Welfare
Mirafiori, un quartiere che è rinato dal basso
La mostra “Mirafiori dopo il Mito” racconta attraverso foto, video interviste e analisi degli spazi come il quartiere sia rinato, dopo il divorzio produttivo con la Fiat, dal basso, spontaneamente. Negli ultimi 20 anni sono nati una Fondazione di Comunità, progetti per i giovani, gli anziani, gli orti generali, un presidio slow food
“Mirafiori dopo il Mito” la mostra che racconta in modo corale il quartiere entra tra le vetrine dei negozi, nelle biblioteche e nella casa della Fondazione di Comunità e sbarca anche on line per raccontare i cambiamenti avvenuti negli ultimi 20 anni a partire dal divorzio produttivo tra la Fabbrica e il quartiere attraverso foto, video interviste e analisi degli spazi in collaborazione con la Fondazione 1563 e la Compagnia di San Paolo.
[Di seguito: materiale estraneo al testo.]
use crate::amortization::LoanTerms;
use crate::error::{MortgageError, Result};
use crate::table::{format_summary, format_table};
use crate::tax::{yearly_to_monthly, TaxContext, TaxPolicy};
use log::{debug, info};
use std::fmt;

pub const DEFAULT_PROPERTY_TAX: f64 = 0.013;
pub const DEFAULT_MARGINAL_TAX_RATE: f64 = 0.32;
pub const DEFAULT_INSURANCE: f64 = 120.;

pub const TITLES: [&str; 8] = [
    "Month",
    "Monthly interest payment",
    "Monthly principal payment",
    "Principal evolution",
    "Capital gain",
    "Total wasted per month",
    "Total per month",
    "Tax deduction",
];

#[derive(Clone, Copy, PartialEq, Debug)]
#[cfg_attr(feature = "serde", derive(serde::Serialize))]
pub struct MortgageInputs {
    pub home_value: f64,
    pub mortgage_rate: f64, // annual, as a decimal (0.035)
    pub downpayment: f64,   // fraction of home value
    pub mortgage_term: u32, // years
    pub property_tax: f64,  // annual rate on home value
    pub marginal_tax_rate: f64,
    pub insurance: f64, // monthly
    pub policy: TaxPolicy,
}

impl MortgageInputs {
    pub fn new(home_value: f64, mortgage_rate: f64, downpayment: f64, mortgage_term: u32) -> Self {
        Self {
            home_value,
            mortgage_rate,
            downpayment,
            mortgage_term,
            property_tax: DEFAULT_PROPERTY_TAX,
            marginal_tax_rate: DEFAULT_MARGINAL_TAX_RATE,
            insurance: DEFAULT_INSURANCE,
            policy: TaxPolicy::default(),
        }
    }

    pub fn downpayment_amount(&self) -> f64 {
        self.downpayment * self.home_value
    }

    pub fn initial_principal(&self) -> f64 {
        (1. - self.downpayment) * self.home_value
    }

    pub fn property_tax_yearly(&self) -> f64 {
        self.home_value * self.property_tax
    }

    pub fn loan_terms(&self) -> Result<LoanTerms> {
        if !(0. ..=1.).contains(&self.downpayment) {
            return Err(MortgageError::invalid_input(
                "downpayment",
                format!("{} is not a fraction between 0 and 1", self.downpayment),
            ));
        }
        let term_months = self.mortgage_term.checked_mul(12).ok_or_else(|| {
            MortgageError::invalid_input(
                "mortgage_term",
                format!("{} years is out of range", self.mortgage_term),
            )
        })?;
        LoanTerms::new(self.initial_principal(), self.mortgage_rate / 12., term_months)
    }

    pub fn tax_context(&self) -> TaxContext {
        TaxContext::new(self.marginal_tax_rate, self.property_tax_yearly(), self.policy)
    }
}

#[derive(Clone, Copy, PartialEq, Debug)]
#[cfg_attr(feature = "serde", derive(serde::Serialize))]
pub struct Summary {
    pub house_price: f64,
    pub downpayment_amount: f64,
    pub downpayment_fraction: f64,
    pub monthly_payment: f64,
}

impl fmt::Display for Summary {
    fn fmt(&self, f: &mut fmt::Formatter<'_>) -> fmt::Result {
        write!(
            f,
            "{}",
            format_summary(
                self.house_price,
                self.downpayment_amount,
                self.downpayment_fraction,
                self.monthly_payment
            )
        )
    }
}

#[derive(Clone, Copy, PartialEq, Debug)]
#[cfg_attr(feature = "serde", derive(serde::Serialize))]
pub struct ScheduleRow {
    pub month: usize,
    pub interest: f64,
    pub principal_paid: f64,
    pub principal_evolution: f64,
    pub capital_gain: f64,
    pub total_wasted: f64,
    pub total_per_month: f64,
    pub tax_deduction: f64,
}

impl ScheduleRow {
    #[allow(clippy::too_many_arguments)]
    pub fn new(
        month: usize,
        interest: f64,
        principal_paid: f64,
        principal_evolution: f64,
        capital_gain: f64,
        total_wasted: f64,
        total_per_month: f64,
        tax_deduction: f64,
    ) -> Self {
        Self {
            month,
            interest,
            principal_paid,
            principal_evolution,
            capital_gain,
            total_wasted,
            total_per_month,
            tax_deduction,
        }
    }

    fn values(&self) -> [f64; 8] {
        [
            self.month as f64,
            self.interest,
            self.principal_paid,
            self.principal_evolution,
            self.capital_gain,
            self.total_wasted,
            self.total_per_month,
            self.tax_deduction,
        ]
    }
}

impl fmt::Display for ScheduleRow {
    fn fmt(&self, f: &mut fmt::Formatter<'_>) -> fmt::Result {
        write!(
            f,
            "month {}, interest ${:.2}, principal ${:.2}, balance ${:.2}, equity ${:.2}, wasted ${:.2}, total ${:.2}, deduction ${:.2}",
            self.month,
            self.interest,
            self.principal_paid,
            self.principal_evolution,
            self.capital_gain,
            self.total_wasted,
            self.total_per_month,
            self.tax_deduction
        )
    }
}

/// Which months to show: `[start_year, end_year)` every `frequency_year`.
#[derive(Clone, Copy, PartialEq, Debug)]
pub struct DisplayWindow {
    pub start_year: u32,
    pub end_year: u32,
    pub frequency_year: u32,
}

impl Default for DisplayWindow {
    fn default() -> Self {
        Self {
            start_year: 0,
            end_year: 7,
            frequency_year: 1,
        }
    }
}

impl DisplayWindow {
    pub fn new(start_year: u32, end_year: u32, frequency_year: u32) -> Result<Self> {
        if frequency_year == 0 {
            return Err(MortgageError::invalid_input(
                "display_frequency",
                "must be at least one year",
            ));
        }
        Ok(Self {
            start_year,
            end_year,
            frequency_year,
        })
    }

    /// Month indices selected out of a schedule of `len` months.
    pub fn months(&self, len: usize) -> Vec<usize> {
        let start = (self.start_year as usize * 12).min(len);
        let end = (self.end_year as usize * 12).min(len);
        let step = (self.frequency_year as usize * 12).max(1);
        (start..end).step_by(step).collect()
    }
}

#[derive(PartialEq, Debug)]
#[cfg_attr(feature = "serde", derive(serde::Serialize))]
pub struct Schedule {
    pub summary: Summary,
    rows: Vec<ScheduleRow>,
}

impl Schedule {
    pub fn build(inputs: &MortgageInputs) -> Result<Self> {
        let terms = inputs.loan_terms()?;
        let payment = terms.monthly_payment();
        debug!(
            "principal {:.2}, monthly rate {}, {} months, payment {:.2}, final residual {:e}",
            terms.principal,
            terms.monthly_rate,
            terms.term_months,
            payment,
            terms.final_residual()
        );

        let tax_deduction = yearly_to_monthly(&inputs.tax_context().yearly_deduction(&terms)?);
        let property_tax_monthly = inputs.property_tax_yearly() / 12.;
        let balances = terms.outstanding_principal();
        let interest = terms.monthly_interest();
        let principal_paid = terms.monthly_principal_paid();

        let capital_gain: Vec<f64> = principal_paid
            .iter()
            .scan(0., |paid, p| {
                *paid += p;
                Some(*paid)
            })
            .collect();

        let rows: Vec<ScheduleRow> = (0..balances.len())
            .map(|m| {
                let wasted =
                    interest[m] + property_tax_monthly + inputs.insurance - tax_deduction[m];
                ScheduleRow::new(
                    m,
                    interest[m],
                    principal_paid[m],
                    balances[m],
                    capital_gain[m],
                    wasted,
                    wasted + principal_paid[m],
                    tax_deduction[m],
                )
            })
            .collect();

        let summary = Summary {
            house_price: inputs.home_value,
            downpayment_amount: inputs.downpayment_amount(),
            downpayment_fraction: inputs.downpayment,
            monthly_payment: payment,
        };
        info!(
            "built {} month schedule, monthly payment {:.2}",
            rows.len(),
            payment
        );
        Ok(Self { summary, rows })
    }

    pub fn rows(&self) -> &[ScheduleRow] {
        &self.rows
    }

    pub fn get_row(&self, month: usize) -> Option<&ScheduleRow> {
        self.rows.get(month)
    }

    pub fn window(&self, window: &DisplayWindow) -> Vec<&ScheduleRow> {
        window
            .months(self.rows.len())
            .into_iter()
            .map(|m| &self.rows[m])
            .collect()
    }

    /// One column per title in [`TITLES`], restricted to `window`.
    pub fn columns(&self, window: &DisplayWindow) -> Vec<Vec<f64>> {
        let rows = self.window(window);
        (0..TITLES.len())
            .map(|c| rows.iter().map(|row| row.values()[c]).collect())
            .collect()
    }

    pub fn render(&self, window: &DisplayWindow) -> String {
        format!(
            "{}\n{}",
            self.summary,
            format_table(&TITLES, &self.columns(window))
        )
    }
}

#[cfg(test)]
mod tests {
    use super::*;
    use crate::tax::{yearly_deduction, PRINCIPAL_CAP, STANDARD_DEDUCTION};
    use approx::assert_relative_eq;
    use test_log::test;

    fn default_schedule() -> Schedule {
        Schedule::build(&MortgageInputs::new(1_000_000., 0.035, 0.3, 30)).unwrap()
    }

    #[test]
    fn test_inputs_derivations() {
        let inputs = MortgageInputs::new(1_000_000., 0.035, 0.3, 30);
        assert_relative_eq!(inputs.downpayment_amount(), 300_000.);
        assert_relative_eq!(inputs.initial_principal(), 700_000.);
        assert_relative_eq!(inputs.property_tax_yearly(), 13_000.);
        let terms = inputs.loan_terms().unwrap();
        assert_eq!(terms.term_months, 360);
        assert_relative_eq!(terms.monthly_rate, 0.035 / 12.);
    }

    #[test]
    fn test_schedule_summary() {
        let schedule = default_schedule();
        assert_eq!(schedule.rows().len(), 360);
        assert_eq!(schedule.summary.house_price, 1_000_000.);
        assert!((schedule.summary.monthly_payment - 3143.).abs() < 1.);
    }

    #[test]
    fn test_schedule_row_relations() {
        let schedule = default_schedule();
        let payment = schedule.summary.monthly_payment;
        let first = schedule.get_row(0).unwrap();
        assert_relative_eq!(first.principal_evolution, 700_000.);
        assert_relative_eq!(first.capital_gain, first.principal_paid);
        assert_relative_eq!(first.interest + first.principal_paid, payment, max_relative = 1e-12);
        for row in schedule.rows() {
            assert_relative_eq!(
                row.total_per_month,
                row.total_wasted + row.principal_paid,
                max_relative = 1e-12
            );
            assert_relative_eq!(
                row.total_wasted,
                row.interest + 13_000. / 12. + 120. - row.tax_deduction,
                max_relative = 1e-9
            );
        }
        let last = schedule.rows().last().unwrap();
        assert_relative_eq!(last.capital_gain, 700_000., max_relative = 1e-6);
    }

    #[test]
    fn test_schedule_tax_deduction_column() {
        let schedule = default_schedule();
        let yearly = yearly_deduction(
            0.32,
            700_000.,
            0.035 / 12.,
            360,
            13_000.,
            STANDARD_DEDUCTION,
            PRINCIPAL_CAP,
        )
        .unwrap();
        for (m, row) in schedule.rows().iter().enumerate() {
            assert_relative_eq!(row.tax_deduction, yearly[m / 12] / 12., max_relative = 1e-9);
        }
    }

    #[test]
    fn test_display_window_default() {
        let window = DisplayWindow::default();
        assert_eq!(window.months(360), vec![0, 12, 24, 36, 48, 60, 72]);
    }

    #[test]
    fn test_display_window_clipped_and_empty() {
        let window = DisplayWindow::new(25, 40, 2).unwrap();
        assert_eq!(window.months(360), vec![300, 324, 348]);
        assert!(DisplayWindow::new(5, 3, 1).unwrap().months(360).is_empty());
        assert!(DisplayWindow::new(0, 7, 0).is_err());
    }

    #[test]
    fn test_columns_follow_titles() {
        let schedule = default_schedule();
        let columns = schedule.columns(&DisplayWindow::default());
        assert_eq!(columns.len(), TITLES.len());
        assert!(columns.iter().all(|c| c.len() == 7));
        assert_eq!(columns[0], vec![0., 12., 24., 36., 48., 60., 72.]);
        assert_relative_eq!(columns[3][0], 700_000.);
    }

    #[test]
    fn test_render() {
        let rendered = default_schedule().render(&DisplayWindow::default());
        let lines: Vec<&str> = rendered.lines().collect();
        assert_eq!(lines[0], "House price: 1,000,000");
        assert_eq!(lines[1], "Downpayment: 300,000 (30.0%)");
        assert_eq!(lines[2], "Monthly payment: 3,143");
        assert!(lines[3].chars().all(|c| c == '='));
        // three header lines, two rules, seven rows
        assert_eq!(lines.len(), 3 + 3 + 2 + 7);
        assert!(lines[4].starts_with("Month        | Monthly "));
    }

    #[test]
    fn test_invalid_inputs() {
        let mut inputs = MortgageInputs::new(1_000_000., 0.035, 1.5, 30);
        assert!(Schedule::build(&inputs).is_err());
        inputs.downpayment = 0.2;
        inputs.mortgage_term = 0;
        assert!(Schedule::build(&inputs).is_err());
    }

    #[test]
    fn test_full_downpayment_has_no_loan() {
        let schedule = Schedule::build(&MortgageInputs::new(500_000., 0.04, 1., 15)).unwrap();
        assert_eq!(schedule.summary.monthly_payment, 0.);
        assert!(schedule.rows().iter().all(|r| r.interest == 0. && r.principal_paid == 0.));
    }
}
Un cambiamento a livello lavorativo, demografico e sociale che ha reso gli abitanti più soli e isolati. Il movimento collettivo dei circoli, dei dibattiti, dei partiti e dei sindacati si è sempre più frammentato fino a diventare unità singolare. Uomini e donne che facevano parte di un flusso che si muoveva lungo un unico binario: casa-fabbrica, fabbrica-casa costituito da movimenti ripetuti, nello stesso luogo di lavoro, nello stesso quartiere e negli stessi problemi aveva portato a sortire risposte comuni a problemi collettivi, era la politica che a tratti si scopriva comunità.
Tutto appariva chiaro e distinguibile, lineare: destra/sinistra, lavoro/disoccupazione, integrato/escluso, giorno/notte era la modernità solida, adesso non c’è contrapposizione identitaria, ma una sommatoria che rende tutto indistinguibile (liquido). Mirafiori è diventata una periferia esistenziale, i cortili si sono svuotati, gli anziani sono rimasti soli e la vita ha perso la sua dimensione collettiva e comunitaria per ripiegarsi nell’autosufficienza dell’Io.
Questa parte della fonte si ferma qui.